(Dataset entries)
[Start of section]
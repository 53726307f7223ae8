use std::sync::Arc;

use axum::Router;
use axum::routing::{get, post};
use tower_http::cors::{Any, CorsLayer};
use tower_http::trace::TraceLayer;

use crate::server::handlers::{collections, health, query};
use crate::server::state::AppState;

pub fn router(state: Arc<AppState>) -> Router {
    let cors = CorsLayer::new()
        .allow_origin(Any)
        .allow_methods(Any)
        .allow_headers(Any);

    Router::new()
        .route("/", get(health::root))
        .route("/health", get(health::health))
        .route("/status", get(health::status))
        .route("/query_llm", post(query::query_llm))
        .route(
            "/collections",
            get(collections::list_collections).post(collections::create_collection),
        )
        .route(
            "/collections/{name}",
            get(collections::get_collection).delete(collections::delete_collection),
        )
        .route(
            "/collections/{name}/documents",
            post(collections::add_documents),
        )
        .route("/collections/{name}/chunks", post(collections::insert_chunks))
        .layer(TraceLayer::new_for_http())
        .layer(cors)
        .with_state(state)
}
[End of section]
[Start of section]
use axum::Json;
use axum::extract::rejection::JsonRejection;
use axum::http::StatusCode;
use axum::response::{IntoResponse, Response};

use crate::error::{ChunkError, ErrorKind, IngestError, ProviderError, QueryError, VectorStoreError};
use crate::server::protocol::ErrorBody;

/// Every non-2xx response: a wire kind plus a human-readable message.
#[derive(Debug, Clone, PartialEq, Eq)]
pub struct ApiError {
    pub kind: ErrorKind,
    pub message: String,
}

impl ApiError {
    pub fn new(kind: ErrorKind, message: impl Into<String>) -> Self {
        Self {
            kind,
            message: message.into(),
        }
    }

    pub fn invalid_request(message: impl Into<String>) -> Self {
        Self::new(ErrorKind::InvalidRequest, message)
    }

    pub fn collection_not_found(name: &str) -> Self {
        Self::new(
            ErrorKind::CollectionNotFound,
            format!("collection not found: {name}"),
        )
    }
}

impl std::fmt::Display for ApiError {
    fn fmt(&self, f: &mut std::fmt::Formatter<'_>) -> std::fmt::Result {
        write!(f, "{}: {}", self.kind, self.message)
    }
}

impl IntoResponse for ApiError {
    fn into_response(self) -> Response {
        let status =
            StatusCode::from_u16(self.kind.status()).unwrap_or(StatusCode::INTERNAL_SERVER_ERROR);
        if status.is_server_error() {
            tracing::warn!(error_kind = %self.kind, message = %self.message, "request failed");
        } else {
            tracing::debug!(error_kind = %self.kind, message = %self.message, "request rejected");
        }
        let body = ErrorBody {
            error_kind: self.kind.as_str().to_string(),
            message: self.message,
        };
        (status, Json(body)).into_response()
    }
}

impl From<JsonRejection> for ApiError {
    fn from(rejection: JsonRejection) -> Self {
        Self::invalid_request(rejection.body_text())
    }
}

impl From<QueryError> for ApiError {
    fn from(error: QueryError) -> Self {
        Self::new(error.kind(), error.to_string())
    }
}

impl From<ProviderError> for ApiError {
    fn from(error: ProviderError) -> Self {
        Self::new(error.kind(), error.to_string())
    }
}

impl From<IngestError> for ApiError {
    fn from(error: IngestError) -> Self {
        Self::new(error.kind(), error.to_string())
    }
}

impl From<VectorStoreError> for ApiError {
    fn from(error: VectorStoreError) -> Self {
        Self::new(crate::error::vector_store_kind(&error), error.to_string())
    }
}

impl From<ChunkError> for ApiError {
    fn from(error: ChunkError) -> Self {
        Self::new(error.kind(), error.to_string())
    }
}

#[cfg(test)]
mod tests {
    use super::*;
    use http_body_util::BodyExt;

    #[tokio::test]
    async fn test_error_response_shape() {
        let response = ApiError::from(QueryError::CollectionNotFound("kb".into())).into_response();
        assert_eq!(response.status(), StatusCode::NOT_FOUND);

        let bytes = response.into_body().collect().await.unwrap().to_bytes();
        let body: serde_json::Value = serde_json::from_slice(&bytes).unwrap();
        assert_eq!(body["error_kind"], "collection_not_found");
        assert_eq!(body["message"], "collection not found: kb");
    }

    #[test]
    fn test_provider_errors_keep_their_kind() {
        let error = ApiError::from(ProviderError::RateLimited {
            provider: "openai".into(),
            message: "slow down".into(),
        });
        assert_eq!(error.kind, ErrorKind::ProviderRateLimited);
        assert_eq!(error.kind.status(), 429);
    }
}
[End of section]
[Start of section]
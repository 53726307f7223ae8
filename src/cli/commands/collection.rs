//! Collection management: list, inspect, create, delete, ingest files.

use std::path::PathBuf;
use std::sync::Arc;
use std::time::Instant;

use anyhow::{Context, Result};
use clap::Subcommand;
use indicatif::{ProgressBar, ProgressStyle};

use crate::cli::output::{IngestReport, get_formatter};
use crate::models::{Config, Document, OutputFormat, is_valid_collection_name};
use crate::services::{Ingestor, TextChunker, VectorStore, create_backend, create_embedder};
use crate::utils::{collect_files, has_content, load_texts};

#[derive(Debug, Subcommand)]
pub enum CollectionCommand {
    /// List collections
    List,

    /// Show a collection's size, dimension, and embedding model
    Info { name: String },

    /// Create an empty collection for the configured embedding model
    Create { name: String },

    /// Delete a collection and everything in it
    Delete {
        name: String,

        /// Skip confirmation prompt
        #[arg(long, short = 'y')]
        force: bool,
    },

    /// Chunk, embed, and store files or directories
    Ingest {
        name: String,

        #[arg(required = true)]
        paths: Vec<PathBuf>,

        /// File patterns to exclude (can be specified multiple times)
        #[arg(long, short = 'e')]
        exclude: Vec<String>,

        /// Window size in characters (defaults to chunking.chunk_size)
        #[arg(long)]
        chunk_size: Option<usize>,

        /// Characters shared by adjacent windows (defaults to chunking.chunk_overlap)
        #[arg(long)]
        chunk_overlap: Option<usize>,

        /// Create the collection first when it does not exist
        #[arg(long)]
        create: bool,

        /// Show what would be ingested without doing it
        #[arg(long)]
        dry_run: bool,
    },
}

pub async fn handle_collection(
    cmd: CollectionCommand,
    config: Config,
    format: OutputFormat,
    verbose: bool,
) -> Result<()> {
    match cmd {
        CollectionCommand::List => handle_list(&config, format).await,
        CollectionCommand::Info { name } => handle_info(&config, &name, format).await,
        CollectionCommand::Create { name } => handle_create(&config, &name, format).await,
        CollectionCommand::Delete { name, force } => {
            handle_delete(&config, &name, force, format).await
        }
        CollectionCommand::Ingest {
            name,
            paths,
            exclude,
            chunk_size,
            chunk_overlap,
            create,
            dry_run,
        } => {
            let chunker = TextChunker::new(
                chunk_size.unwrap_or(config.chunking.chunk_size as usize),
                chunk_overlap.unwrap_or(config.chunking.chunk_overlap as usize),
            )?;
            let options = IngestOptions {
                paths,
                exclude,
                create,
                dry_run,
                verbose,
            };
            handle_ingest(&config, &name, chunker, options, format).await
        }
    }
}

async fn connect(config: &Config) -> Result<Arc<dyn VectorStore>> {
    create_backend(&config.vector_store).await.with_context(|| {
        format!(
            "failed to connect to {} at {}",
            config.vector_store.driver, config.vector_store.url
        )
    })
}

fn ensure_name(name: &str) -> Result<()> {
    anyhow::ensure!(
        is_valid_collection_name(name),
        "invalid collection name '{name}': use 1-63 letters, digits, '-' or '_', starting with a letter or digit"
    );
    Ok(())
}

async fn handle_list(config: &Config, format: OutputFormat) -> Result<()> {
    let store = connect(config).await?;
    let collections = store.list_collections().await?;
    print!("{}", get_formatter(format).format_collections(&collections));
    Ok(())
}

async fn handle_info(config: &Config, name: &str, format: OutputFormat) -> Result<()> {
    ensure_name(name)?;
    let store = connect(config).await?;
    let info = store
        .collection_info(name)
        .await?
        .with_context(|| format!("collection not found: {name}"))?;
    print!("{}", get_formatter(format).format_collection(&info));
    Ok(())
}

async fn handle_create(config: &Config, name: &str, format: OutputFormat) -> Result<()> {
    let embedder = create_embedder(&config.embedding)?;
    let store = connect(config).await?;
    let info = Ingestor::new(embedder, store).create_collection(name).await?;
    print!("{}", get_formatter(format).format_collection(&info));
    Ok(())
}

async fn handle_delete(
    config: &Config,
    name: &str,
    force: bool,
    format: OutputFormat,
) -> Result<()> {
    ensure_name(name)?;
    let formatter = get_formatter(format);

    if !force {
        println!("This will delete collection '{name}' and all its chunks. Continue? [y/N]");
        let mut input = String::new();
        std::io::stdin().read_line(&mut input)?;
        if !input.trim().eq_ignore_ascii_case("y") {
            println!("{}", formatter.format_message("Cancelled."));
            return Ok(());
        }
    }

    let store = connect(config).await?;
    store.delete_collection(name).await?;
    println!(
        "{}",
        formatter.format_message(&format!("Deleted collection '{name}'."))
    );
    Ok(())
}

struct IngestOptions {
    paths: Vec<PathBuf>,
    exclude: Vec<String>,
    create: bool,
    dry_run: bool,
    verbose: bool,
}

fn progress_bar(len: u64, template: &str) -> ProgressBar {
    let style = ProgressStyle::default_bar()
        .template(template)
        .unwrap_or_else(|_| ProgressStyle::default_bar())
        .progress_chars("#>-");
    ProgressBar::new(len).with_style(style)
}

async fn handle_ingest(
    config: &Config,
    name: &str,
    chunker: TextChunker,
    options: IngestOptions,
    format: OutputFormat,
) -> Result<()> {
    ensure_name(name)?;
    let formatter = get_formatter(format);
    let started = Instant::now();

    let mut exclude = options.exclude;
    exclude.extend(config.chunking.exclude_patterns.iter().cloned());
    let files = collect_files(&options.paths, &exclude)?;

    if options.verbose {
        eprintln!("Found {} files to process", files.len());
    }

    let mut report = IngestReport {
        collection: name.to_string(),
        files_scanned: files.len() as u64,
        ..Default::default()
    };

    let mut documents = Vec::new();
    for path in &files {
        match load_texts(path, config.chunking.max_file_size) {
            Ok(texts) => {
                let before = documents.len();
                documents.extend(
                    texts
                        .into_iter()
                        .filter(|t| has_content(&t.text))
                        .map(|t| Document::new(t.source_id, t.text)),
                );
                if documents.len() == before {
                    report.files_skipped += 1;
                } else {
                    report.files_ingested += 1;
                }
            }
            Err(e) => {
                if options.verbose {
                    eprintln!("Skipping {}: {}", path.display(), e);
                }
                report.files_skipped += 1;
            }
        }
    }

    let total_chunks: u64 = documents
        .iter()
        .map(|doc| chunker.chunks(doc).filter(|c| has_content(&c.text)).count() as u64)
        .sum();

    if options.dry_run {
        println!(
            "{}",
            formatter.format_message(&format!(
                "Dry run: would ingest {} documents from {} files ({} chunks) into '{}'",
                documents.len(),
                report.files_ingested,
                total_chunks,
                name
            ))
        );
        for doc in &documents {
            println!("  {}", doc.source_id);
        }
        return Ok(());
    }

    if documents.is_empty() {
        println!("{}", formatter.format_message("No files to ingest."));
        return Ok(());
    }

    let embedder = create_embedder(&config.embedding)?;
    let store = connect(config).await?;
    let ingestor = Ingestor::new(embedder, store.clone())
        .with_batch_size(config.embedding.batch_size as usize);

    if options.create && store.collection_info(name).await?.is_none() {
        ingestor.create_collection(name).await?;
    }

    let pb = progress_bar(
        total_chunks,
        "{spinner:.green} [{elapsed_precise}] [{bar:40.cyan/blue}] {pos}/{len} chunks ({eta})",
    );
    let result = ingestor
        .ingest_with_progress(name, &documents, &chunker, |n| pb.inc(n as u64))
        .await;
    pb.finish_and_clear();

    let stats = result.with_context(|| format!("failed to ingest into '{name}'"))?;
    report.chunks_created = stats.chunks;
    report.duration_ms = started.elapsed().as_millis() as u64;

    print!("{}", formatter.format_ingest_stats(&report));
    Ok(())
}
[End of section]
DIRECTIONS FOR THIS TASK: Your answer should be the lines above from the one containing "has_content(&c.text)).count() as u64)" through the one containing "if options.create &&", copied exactly and with both ends kept.

RESPONSE TO THE TASK:
        .map(|doc| chunker.chunks(doc).filter(|c| has_content(&c.text)).count() as u64)
        .sum();

    if options.dry_run {
        println!(
            "{}",
            formatter.format_message(&format!(
                "Dry run: would ingest {} documents from {} files ({} chunks) into '{}'",
                documents.len(),
                report.files_ingested,
                total_chunks,
                name
            ))
        );
        for doc in &documents {
            println!("  {}", doc.source_id);
        }
        return Ok(());
    }

    if documents.is_empty() {
        println!("{}", formatter.format_message("No files to ingest."));
        return Ok(());
    }

    let embedder = create_embedder(&config.embedding)?;
    let store = connect(config).await?;
    let ingestor = Ingestor::new(embedder, store.clone())
        .with_batch_size(config.embedding.batch_size as usize);

    if options.create && store.collection_info(name).await?.is_none() {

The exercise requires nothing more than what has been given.